# [EXERCISE DIRECTIONS]
Gather each line of the records where "bool" appears.

+++

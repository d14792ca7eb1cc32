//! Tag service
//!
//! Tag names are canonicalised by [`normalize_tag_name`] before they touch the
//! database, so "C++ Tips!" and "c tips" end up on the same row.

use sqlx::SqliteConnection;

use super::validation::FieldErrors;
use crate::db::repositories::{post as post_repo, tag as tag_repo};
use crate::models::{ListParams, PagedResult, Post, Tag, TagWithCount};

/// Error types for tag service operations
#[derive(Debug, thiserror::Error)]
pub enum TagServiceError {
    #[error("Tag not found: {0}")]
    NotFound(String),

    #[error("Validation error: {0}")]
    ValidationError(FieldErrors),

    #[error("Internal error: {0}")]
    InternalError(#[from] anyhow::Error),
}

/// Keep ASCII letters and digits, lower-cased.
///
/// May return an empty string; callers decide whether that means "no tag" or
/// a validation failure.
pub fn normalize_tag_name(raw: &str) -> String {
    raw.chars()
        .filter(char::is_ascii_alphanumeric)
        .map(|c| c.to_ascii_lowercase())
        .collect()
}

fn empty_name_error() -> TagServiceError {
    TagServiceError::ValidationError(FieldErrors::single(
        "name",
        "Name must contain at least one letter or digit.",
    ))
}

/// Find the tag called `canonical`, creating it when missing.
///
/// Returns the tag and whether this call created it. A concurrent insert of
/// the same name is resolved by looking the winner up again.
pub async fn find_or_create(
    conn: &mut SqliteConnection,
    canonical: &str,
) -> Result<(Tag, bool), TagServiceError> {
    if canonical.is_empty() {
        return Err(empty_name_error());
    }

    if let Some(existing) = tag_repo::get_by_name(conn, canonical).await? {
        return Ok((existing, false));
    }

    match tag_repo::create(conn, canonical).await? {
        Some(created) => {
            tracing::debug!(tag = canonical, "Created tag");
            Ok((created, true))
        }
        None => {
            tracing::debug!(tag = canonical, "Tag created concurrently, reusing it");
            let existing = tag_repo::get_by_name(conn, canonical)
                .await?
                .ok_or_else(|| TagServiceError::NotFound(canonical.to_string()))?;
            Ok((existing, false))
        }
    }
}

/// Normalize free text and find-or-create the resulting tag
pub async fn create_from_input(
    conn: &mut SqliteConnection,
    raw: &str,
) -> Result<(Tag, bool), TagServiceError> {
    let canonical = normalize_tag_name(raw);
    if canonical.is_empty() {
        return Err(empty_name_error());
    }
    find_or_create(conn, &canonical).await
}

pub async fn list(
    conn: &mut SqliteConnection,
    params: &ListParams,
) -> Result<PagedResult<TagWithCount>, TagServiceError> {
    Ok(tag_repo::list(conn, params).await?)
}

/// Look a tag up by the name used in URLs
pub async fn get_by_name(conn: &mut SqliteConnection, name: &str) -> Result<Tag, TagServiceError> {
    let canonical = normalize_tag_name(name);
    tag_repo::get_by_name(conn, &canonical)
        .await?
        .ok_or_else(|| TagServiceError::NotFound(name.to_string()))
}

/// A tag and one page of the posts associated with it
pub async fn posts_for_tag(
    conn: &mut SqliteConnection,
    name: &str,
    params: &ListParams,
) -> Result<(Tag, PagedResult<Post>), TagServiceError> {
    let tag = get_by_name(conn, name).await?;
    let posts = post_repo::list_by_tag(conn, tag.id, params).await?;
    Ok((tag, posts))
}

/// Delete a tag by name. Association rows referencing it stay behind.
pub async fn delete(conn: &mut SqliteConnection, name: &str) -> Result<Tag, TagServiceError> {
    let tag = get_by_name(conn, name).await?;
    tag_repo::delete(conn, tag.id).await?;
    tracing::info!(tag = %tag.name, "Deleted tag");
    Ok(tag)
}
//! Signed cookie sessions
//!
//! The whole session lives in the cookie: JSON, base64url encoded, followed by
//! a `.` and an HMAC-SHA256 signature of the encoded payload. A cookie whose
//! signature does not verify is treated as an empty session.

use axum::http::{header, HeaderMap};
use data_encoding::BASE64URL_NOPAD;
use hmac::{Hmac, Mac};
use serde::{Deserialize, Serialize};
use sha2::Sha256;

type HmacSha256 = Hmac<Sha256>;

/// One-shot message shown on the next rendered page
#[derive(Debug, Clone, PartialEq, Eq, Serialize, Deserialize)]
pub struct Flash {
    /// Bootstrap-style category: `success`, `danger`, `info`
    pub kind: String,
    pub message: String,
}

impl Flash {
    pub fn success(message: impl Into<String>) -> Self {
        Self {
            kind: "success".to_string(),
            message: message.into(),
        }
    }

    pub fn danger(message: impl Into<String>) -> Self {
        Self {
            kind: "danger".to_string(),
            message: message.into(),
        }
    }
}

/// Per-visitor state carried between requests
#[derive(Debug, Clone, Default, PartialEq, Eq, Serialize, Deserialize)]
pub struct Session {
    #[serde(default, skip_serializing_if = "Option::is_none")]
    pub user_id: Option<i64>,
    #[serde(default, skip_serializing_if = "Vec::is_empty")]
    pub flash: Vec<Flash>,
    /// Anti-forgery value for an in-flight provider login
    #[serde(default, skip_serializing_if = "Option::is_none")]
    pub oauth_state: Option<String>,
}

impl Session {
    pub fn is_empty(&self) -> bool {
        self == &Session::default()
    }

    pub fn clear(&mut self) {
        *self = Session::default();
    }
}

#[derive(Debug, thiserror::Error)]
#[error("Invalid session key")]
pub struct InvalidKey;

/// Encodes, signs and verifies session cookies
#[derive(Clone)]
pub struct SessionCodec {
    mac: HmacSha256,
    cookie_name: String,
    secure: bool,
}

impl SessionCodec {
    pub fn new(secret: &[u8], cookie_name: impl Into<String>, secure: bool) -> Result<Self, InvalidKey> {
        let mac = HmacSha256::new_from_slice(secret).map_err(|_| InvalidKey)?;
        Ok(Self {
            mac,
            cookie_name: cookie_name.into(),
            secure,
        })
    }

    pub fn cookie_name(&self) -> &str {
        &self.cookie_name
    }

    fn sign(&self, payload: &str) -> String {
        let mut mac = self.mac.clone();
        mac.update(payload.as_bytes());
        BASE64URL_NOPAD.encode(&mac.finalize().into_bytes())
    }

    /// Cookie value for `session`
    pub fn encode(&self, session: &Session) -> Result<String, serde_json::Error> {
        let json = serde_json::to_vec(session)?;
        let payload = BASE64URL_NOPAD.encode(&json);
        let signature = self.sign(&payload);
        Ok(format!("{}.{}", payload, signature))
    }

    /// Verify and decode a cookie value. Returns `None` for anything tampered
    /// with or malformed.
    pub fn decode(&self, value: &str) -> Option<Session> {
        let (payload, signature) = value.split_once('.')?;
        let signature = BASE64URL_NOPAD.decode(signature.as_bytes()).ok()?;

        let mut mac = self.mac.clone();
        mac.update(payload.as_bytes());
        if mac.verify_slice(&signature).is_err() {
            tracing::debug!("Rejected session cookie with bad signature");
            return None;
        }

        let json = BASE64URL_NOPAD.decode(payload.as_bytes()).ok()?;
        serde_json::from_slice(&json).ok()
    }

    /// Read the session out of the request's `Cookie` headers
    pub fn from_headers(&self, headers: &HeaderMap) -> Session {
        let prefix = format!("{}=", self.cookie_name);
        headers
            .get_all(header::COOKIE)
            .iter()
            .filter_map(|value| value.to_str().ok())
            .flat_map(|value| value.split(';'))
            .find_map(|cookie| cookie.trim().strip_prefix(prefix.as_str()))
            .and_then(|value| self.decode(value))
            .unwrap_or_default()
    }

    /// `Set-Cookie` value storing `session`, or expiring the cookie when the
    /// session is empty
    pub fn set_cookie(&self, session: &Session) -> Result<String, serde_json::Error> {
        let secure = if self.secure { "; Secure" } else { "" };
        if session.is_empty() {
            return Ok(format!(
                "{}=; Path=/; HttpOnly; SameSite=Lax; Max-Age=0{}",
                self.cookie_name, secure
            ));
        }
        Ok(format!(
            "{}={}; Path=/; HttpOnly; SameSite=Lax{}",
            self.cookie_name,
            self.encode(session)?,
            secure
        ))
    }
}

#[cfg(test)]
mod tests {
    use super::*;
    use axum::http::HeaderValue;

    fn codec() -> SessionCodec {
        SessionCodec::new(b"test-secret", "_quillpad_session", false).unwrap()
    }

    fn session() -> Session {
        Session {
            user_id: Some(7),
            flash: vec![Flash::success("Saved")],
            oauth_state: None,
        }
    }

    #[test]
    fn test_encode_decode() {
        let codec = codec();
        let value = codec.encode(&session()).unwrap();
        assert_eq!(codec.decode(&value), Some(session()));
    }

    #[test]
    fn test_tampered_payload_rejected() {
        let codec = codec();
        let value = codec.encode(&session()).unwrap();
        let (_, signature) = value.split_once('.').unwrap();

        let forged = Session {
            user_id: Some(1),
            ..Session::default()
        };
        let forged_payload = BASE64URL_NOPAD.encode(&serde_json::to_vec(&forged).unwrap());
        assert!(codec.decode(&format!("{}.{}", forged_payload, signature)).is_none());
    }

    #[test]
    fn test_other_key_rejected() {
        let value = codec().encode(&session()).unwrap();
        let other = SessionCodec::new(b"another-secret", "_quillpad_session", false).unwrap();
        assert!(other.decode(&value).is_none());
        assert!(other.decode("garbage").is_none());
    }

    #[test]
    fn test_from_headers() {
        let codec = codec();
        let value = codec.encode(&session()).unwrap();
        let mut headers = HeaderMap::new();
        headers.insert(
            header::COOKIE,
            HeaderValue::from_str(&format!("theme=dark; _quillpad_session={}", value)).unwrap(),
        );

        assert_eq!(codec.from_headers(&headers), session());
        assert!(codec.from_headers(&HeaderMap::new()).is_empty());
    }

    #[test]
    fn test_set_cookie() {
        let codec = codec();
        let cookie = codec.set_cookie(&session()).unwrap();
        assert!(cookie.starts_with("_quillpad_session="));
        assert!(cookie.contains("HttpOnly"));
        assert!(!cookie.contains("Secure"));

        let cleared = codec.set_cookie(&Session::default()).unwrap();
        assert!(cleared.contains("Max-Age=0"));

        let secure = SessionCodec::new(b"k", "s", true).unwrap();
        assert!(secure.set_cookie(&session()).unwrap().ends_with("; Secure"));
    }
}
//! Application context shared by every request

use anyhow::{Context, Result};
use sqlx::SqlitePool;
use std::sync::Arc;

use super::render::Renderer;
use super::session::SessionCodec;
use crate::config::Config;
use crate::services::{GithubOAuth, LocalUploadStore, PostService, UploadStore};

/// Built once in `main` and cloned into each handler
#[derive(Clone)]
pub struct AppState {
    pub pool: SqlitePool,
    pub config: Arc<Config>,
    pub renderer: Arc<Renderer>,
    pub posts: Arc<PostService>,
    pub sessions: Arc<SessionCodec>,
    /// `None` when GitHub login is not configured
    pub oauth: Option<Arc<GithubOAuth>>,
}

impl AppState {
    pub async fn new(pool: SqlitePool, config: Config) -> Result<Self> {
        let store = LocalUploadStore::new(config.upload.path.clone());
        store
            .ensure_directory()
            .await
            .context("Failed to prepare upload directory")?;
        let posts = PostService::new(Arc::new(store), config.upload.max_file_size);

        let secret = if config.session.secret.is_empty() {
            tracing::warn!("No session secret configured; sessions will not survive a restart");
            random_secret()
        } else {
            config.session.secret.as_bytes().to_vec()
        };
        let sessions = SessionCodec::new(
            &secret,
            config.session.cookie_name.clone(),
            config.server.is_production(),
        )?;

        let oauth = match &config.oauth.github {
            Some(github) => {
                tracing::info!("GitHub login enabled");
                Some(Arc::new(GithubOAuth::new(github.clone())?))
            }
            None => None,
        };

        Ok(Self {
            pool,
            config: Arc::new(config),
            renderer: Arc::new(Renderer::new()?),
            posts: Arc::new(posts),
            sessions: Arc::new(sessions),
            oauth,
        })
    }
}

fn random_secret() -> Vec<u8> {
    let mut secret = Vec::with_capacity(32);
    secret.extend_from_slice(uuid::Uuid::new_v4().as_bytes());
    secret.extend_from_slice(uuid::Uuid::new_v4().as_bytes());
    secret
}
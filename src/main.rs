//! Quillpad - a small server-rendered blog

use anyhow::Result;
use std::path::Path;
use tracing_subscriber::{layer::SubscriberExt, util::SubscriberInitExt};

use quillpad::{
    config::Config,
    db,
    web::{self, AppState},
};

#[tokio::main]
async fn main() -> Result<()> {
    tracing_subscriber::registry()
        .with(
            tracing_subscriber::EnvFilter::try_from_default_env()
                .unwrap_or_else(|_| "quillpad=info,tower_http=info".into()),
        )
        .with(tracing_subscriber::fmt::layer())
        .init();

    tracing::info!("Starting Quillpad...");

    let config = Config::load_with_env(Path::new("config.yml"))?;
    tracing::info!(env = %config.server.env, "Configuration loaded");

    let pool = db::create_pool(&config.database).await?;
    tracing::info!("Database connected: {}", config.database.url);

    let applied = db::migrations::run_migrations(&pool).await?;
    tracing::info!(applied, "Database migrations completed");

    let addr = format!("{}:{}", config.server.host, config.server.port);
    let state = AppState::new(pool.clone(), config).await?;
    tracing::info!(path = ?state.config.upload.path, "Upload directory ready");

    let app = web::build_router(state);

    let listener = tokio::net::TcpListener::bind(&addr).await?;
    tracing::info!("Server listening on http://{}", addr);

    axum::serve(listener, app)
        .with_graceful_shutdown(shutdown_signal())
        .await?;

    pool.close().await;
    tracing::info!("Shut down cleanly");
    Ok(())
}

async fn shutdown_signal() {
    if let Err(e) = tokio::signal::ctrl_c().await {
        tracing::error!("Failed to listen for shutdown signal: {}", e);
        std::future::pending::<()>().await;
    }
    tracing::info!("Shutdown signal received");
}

+++

# [WRITTEN SOLUTION]
) -> Result<(Tag, bool), TagServiceError> {
) -> Result<(Tag, bool), TagServiceError> {
    pub fn is_empty(&self) -> bool {
    secure: bool,
    pub fn new(secret: &[u8], cookie_name: impl Into<String>, secure: bool) -> Result<Self, InvalidKey> {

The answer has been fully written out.